• [What is needed]
Using the data below, copy out all lines with the word "NoSelectableIngredients".

Records excerpted from a collection:
━━━━━━━━━━

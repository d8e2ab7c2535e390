use thiserror::Error;

use crate::catalog::RowError;

#[derive(Debug, Error)]
pub enum PricerError {
    #[error("Failed to fetch catalog source: {0}")]
    SourceFetch(String),

    #[error("Row {row}: {source}")]
    Row { row: usize, source: RowError },

    #[error("IO error: {0}")]
    Io(#[from] std::io::Error),

    #[error("JSON error: {0}")]
    Json(#[from] serde_json::Error),

    #[error("Prompt error: {0}")]
    Prompt(#[from] dialoguer::Error),

    #[error("Invalid input: {0}")]
    InvalidInput(String),

    #[error("No selectable ingredients in catalog")]
    NoSelectableIngredients,
}

pub type Result<T> = std::result::Result<T, PricerError>;
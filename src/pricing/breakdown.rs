use crate::pricing::constants::{SALES_TAX_RATE, STUDIO_SURCHARGE_RATE};
use crate::pricing::reconcile::MatchedItem;

/// The priced view of one reconciliation pass.
///
/// Derived deterministically from the matched set; recomputed on every
/// recipe or catalog change. Values are unrounded — formatting to currency
/// precision is the renderer's job.
#[derive(Debug, Clone)]
pub struct PricedBreakdown {
    pub ingredients_subtotal: f64,
    pub surcharge_amount: f64,
    pub tax_amount: f64,
    pub total: f64,
}

/// Price of one matched line: per-unit price scaled by the requested
/// quantity.
///
/// `pack_quantity` is never 0 here; the normalizer excludes such entries
/// before they can reach a match.
pub fn line_price(matched: &MatchedItem) -> f64 {
    matched.ingredient.unit_price() * matched.item.quantity
}

/// Sum of all line prices; 0 for an empty matched set.
pub fn ingredients_subtotal(matched: &[MatchedItem]) -> f64 {
    matched.iter().map(line_price).sum()
}

/// Derive the surcharge/tax breakdown from the matched set.
pub fn price_breakdown(matched: &[MatchedItem]) -> PricedBreakdown {
    let subtotal = ingredients_subtotal(matched);
    PricedBreakdown {
        ingredients_subtotal: subtotal,
        surcharge_amount: subtotal * STUDIO_SURCHARGE_RATE,
        tax_amount: subtotal * SALES_TAX_RATE,
        total: subtotal * (1.0 + STUDIO_SURCHARGE_RATE + SALES_TAX_RATE),
    }
}
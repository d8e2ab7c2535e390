use clap::Parser;
use std::fs;

use recipe_pricer_rs::catalog::{fetch_catalog, CatalogIndex};
use recipe_pricer_rs::cli::{Cli, Command};
use recipe_pricer_rs::error::{PricerError, Result};
use recipe_pricer_rs::interface::{
    display_breakdown, display_catalog, prompt_action, prompt_ingredient, prompt_quantity,
    prompt_removal, RecipeAction,
};
use recipe_pricer_rs::models::{Ingredient, Recipe, RecipeItem};
use recipe_pricer_rs::pricing::{price_breakdown, reconcile};
use recipe_pricer_rs::source::{CsvSource, SheetRange};

fn main() {
    if let Err(e) = run() {
        eprintln!("Error: {}", e);
        std::process::exit(1);
    }
}

fn run() -> Result<()> {
    let cli = Cli::parse();
    let command = cli.command.unwrap_or_default();

    match command {
        Command::Price { recipe } => cmd_price(&cli.file, recipe.as_deref()),
        Command::Catalog { json } => cmd_catalog(&cli.file, json),
    }
}

/// Fetch and normalize the effective catalog from the CSV export.
fn load_catalog(file_path: &str) -> Result<Vec<Ingredient>> {
    let source = CsvSource::new(file_path);
    let range = SheetRange::default();
    fetch_catalog(&source, &range)
}

/// Build a recipe interactively (or load one from a file) and price it.
fn cmd_price(file_path: &str, recipe_file: Option<&str>) -> Result<()> {
    let catalog = load_catalog(file_path)?;
    println!("Loaded {} priced ingredients", catalog.len());

    let index = CatalogIndex::new(catalog);

    if let Some(path) = recipe_file {
        return price_recipe_file(&index, path);
    }

    let selectable = index.selectable();
    if selectable.is_empty() {
        return Err(PricerError::NoSelectableIngredients);
    }

    let mut recipe = Recipe::new();

    loop {
        // One consistent (catalog, recipe) snapshot per pass: reconcile,
        // price, render, then apply the next mutation.
        let reconciliation = reconcile(&index, recipe.items());
        let breakdown = price_breakdown(&reconciliation.matched);
        display_breakdown(&reconciliation, &breakdown);

        match prompt_action(!recipe.is_empty())? {
            RecipeAction::Add => {
                let Some(name) = prompt_ingredient(&selectable)? else {
                    continue;
                };
                let quantity = prompt_quantity()?;
                recipe.add(RecipeItem {
                    ingredient_name: name,
                    quantity,
                });
            }
            RecipeAction::Remove => {
                if let Some(name) = prompt_removal(recipe.items())? {
                    recipe.remove(&name);
                }
            }
            RecipeAction::Done => break,
        }
    }

    Ok(())
}

/// Price a RecipeItem list from a JSON file in one pass.
fn price_recipe_file(index: &CatalogIndex, path: &str) -> Result<()> {
    let content = fs::read_to_string(path)?;
    let items: Vec<RecipeItem> = serde_json::from_str(&content)?;

    if let Some(bad) = items.iter().find(|i| !(i.quantity > 0.0)) {
        return Err(PricerError::InvalidInput(format!(
            "quantity for '{}' must be a number greater than 0",
            bad.ingredient_name
        )));
    }

    let recipe: Recipe = items.into_iter().collect();
    let reconciliation = reconcile(index, recipe.items());
    let breakdown = price_breakdown(&reconciliation.matched);
    display_breakdown(&reconciliation, &breakdown);

    Ok(())
}

/// Print the effective catalog, as a table or as JSON.
fn cmd_catalog(file_path: &str, json: bool) -> Result<()> {
    let catalog = load_catalog(file_path)?;

    if json {
        println!("{}", serde_json::to_string_pretty(&catalog)?);
    } else {
        display_catalog(&catalog);
    }

    Ok(())
}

━━━━━━━━━━

• [Solution to this task]
    NoSelectableIngredients,
        return Err(PricerError::NoSelectableIngredients);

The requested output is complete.